**Task requirements**: From the data below, set down exactly the lines between the one holding "pub sectors: [SectorCoord;" and the one holding "a tile coordinate.", inclusive, and no others.

┌────────

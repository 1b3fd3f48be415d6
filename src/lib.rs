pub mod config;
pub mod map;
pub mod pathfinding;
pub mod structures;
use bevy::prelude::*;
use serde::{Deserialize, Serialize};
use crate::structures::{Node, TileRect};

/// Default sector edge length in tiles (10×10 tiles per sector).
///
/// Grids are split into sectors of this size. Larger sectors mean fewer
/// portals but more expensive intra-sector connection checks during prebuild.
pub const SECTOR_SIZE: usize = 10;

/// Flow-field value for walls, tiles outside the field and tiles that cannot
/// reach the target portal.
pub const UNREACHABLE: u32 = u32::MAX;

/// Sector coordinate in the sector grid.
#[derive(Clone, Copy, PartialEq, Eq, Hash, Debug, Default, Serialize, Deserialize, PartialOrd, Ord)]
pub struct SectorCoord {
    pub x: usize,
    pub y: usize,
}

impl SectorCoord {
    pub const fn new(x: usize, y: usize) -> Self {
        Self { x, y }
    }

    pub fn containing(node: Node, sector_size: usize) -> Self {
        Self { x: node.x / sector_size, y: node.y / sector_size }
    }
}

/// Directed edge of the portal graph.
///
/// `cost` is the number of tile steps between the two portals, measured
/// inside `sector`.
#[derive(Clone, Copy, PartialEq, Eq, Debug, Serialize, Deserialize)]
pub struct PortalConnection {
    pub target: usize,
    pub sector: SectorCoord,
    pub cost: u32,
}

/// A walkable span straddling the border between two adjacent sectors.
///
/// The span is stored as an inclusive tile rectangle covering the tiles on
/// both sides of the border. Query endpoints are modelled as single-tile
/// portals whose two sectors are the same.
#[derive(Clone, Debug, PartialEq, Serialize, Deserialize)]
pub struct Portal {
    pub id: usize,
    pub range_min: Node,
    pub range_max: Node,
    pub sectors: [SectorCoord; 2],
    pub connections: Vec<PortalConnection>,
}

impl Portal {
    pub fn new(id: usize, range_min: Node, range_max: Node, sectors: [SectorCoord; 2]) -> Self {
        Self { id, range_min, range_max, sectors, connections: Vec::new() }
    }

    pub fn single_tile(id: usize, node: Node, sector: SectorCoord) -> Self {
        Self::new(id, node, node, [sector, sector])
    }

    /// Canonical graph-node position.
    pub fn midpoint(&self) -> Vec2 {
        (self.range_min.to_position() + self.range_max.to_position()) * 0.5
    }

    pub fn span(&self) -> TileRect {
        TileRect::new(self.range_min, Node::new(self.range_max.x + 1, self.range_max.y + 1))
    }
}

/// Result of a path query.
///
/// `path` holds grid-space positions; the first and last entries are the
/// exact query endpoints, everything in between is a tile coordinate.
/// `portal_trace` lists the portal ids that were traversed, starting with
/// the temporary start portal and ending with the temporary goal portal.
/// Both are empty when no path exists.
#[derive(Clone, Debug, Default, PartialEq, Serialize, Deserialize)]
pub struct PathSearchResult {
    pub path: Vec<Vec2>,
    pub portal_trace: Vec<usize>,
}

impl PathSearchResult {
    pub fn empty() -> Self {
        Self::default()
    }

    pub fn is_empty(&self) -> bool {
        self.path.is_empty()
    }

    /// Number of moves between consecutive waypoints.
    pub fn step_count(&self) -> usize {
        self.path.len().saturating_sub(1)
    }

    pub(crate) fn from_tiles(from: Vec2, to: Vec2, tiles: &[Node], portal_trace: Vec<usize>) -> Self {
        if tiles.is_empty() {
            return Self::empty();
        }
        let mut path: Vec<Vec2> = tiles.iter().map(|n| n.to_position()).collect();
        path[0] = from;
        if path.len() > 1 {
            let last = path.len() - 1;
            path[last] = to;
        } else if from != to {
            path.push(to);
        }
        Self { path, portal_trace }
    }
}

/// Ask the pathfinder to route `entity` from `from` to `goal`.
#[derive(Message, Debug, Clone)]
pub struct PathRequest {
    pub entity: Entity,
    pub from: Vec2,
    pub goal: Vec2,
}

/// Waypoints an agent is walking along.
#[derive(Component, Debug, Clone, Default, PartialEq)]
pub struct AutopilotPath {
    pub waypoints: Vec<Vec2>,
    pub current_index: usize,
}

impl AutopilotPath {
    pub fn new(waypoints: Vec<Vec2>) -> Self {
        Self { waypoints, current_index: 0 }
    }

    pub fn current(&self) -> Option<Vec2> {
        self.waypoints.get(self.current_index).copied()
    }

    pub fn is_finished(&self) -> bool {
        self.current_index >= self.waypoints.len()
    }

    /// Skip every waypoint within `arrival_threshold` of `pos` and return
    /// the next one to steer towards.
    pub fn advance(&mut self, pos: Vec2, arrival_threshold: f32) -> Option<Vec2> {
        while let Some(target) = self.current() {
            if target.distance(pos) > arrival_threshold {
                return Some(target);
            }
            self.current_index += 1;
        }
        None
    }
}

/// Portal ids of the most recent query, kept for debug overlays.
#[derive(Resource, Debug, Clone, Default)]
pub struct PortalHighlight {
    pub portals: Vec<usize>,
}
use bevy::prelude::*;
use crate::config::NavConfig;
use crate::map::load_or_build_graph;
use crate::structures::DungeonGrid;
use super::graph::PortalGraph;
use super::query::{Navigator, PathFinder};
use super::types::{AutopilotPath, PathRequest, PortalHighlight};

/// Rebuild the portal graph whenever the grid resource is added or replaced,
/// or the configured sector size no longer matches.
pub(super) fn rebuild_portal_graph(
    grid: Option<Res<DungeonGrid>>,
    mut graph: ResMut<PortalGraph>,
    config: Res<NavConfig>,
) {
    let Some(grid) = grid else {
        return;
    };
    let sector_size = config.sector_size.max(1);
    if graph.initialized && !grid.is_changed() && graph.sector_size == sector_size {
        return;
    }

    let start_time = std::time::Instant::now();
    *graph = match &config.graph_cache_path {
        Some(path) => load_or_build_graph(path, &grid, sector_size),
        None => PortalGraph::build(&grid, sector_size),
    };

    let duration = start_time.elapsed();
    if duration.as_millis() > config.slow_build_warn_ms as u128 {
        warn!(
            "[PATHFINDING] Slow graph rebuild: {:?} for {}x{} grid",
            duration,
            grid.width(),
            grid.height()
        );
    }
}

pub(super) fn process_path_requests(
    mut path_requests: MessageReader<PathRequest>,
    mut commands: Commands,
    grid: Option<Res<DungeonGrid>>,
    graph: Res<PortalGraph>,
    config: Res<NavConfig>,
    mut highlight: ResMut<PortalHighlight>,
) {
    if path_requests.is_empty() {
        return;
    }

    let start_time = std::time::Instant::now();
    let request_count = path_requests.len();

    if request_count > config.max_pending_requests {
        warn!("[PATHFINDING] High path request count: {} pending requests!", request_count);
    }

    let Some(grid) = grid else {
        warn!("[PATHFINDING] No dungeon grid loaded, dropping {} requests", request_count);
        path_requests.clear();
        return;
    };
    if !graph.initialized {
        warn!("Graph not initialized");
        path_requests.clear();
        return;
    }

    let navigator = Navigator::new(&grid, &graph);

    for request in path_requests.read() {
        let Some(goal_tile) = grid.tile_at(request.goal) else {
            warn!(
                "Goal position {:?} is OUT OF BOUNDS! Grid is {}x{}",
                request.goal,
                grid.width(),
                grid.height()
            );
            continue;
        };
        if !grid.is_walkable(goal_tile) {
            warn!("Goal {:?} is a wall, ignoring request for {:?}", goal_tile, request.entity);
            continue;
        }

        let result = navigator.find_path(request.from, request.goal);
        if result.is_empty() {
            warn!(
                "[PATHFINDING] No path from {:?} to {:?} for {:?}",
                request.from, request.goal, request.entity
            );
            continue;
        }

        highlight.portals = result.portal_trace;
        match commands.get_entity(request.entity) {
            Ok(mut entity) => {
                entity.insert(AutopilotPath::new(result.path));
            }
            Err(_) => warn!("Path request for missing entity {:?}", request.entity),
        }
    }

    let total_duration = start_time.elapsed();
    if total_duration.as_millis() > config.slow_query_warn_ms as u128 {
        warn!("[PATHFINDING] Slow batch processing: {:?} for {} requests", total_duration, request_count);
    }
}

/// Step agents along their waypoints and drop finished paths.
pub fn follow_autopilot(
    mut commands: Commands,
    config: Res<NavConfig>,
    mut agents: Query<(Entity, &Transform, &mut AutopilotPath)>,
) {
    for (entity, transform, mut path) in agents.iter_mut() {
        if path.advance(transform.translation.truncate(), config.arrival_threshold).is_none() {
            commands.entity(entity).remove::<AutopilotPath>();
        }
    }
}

└────────

**Finished exercise**:
    pub sectors: [SectorCoord; 2],
    pub connections: Vec<PortalConnection>,
}

impl Portal {
    pub fn new(id: usize, range_min: Node, range_max: Node, sectors: [SectorCoord; 2]) -> Self {
        Self { id, range_min, range_max, sectors, connections: Vec::new() }
    }

    pub fn single_tile(id: usize, node: Node, sector: SectorCoord) -> Self {
        Self::new(id, node, node, [sector, sector])
    }

    /// Canonical graph-node position.
    pub fn midpoint(&self) -> Vec2 {
        (self.range_min.to_position() + self.range_max.to_position()) * 0.5
    }

    pub fn span(&self) -> TileRect {
        TileRect::new(self.range_min, Node::new(self.range_max.x + 1, self.range_max.y + 1))
    }
}

/// Result of a path query.
///
/// `path` holds grid-space positions; the first and last entries are the
/// exact query endpoints, everything in between is a tile coordinate.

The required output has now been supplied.